* TO DO *
Extract all lines from the data beneath that include the word "impl".

+--

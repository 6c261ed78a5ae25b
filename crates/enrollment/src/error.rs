use crate::config::ConfigError;
use crate::dashboard::{DataSourceError, ExportError};
use crate::telemetry::TelemetryError;
use axum::http::StatusCode;
use axum::response::{IntoResponse, Response};
use axum::Json;
use serde_json::json;
use std::fmt;

#[derive(Debug)]
pub enum AppError {
    Config(ConfigError),
    Telemetry(TelemetryError),
    Io(std::io::Error),
    /// The configured dataset could not be loaded; nothing can be shown.
    DataSource(DataSourceError),
    /// A caller-supplied dataset was rejected.
    Upload(DataSourceError),
    Export(ExportError),
    InvalidRequest(String),
}

impl fmt::Display for AppError {
    fn fmt(&self, f: &mut fmt::Formatter<'_>) -> fmt::Result {
        match self {
            AppError::Config(err) => write!(f, "configuration error: {}", err),
            AppError::Telemetry(err) => write!(f, "telemetry error: {}", err),
            AppError::Io(err) => write!(f, "io error: {}", err),
            AppError::DataSource(err) => write!(f, "data source error: {}", err),
            AppError::Upload(err) => write!(f, "uploaded data rejected: {}", err),
            AppError::Export(err) => write!(f, "export error: {}", err),
            AppError::InvalidRequest(reason) => write!(f, "invalid request: {}", reason),
        }
    }
}

impl std::error::Error for AppError {
    fn source(&self) -> Option<&(dyn std::error::Error + 'static)> {
        match self {
            AppError::Config(err) => Some(err),
            AppError::Telemetry(err) => Some(err),
            AppError::Io(err) => Some(err),
            AppError::DataSource(err) | AppError::Upload(err) => Some(err),
            AppError::Export(err) => Some(err),
            AppError::InvalidRequest(_) => None,
        }
    }
}

impl IntoResponse for AppError {
    fn into_response(self) -> Response {
        let status = match self {
            AppError::InvalidRequest(_) => StatusCode::BAD_REQUEST,
            AppError::Upload(_) => StatusCode::UNPROCESSABLE_ENTITY,
            AppError::Config(_)
            | AppError::Telemetry(_)
            | AppError::Io(_)
            | AppError::DataSource(_)
            | AppError::Export(_) => StatusCode::INTERNAL_SERVER_ERROR,
        };

        let body = Json(json!({ "error": self.to_string() }));
        (status, body).into_response()
    }
}

impl From<ConfigError> for AppError {
    fn from(value: ConfigError) -> Self {
        Self::Config(value)
    }
}

impl From<TelemetryError> for AppError {
    fn from(value: TelemetryError) -> Self {
        Self::Telemetry(value)
    }
}

impl From<std::io::Error> for AppError {
    fn from(value: std::io::Error) -> Self {
        Self::Io(value)
    }
}

impl From<DataSourceError> for AppError {
    fn from(value: DataSourceError) -> Self {
        Self::DataSource(value)
    }
}

impl From<ExportError> for AppError {
    fn from(value: ExportError) -> Self {
        Self::Export(value)
    }
}
mod cli;
mod infra;
mod report;
mod routes;
mod server;

use enrollment::error::AppError;

pub async fn run() -> Result<(), AppError> {
    cli::run().await
}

+--

* WRITTEN SOLUTION *
impl fmt::Display for AppError {
impl std::error::Error for AppError {
impl IntoResponse for AppError {
impl From<ConfigError> for AppError {
impl From<TelemetryError> for AppError {
impl From<std::io::Error> for AppError {
impl From<DataSourceError> for AppError {
impl From<ExportError> for AppError {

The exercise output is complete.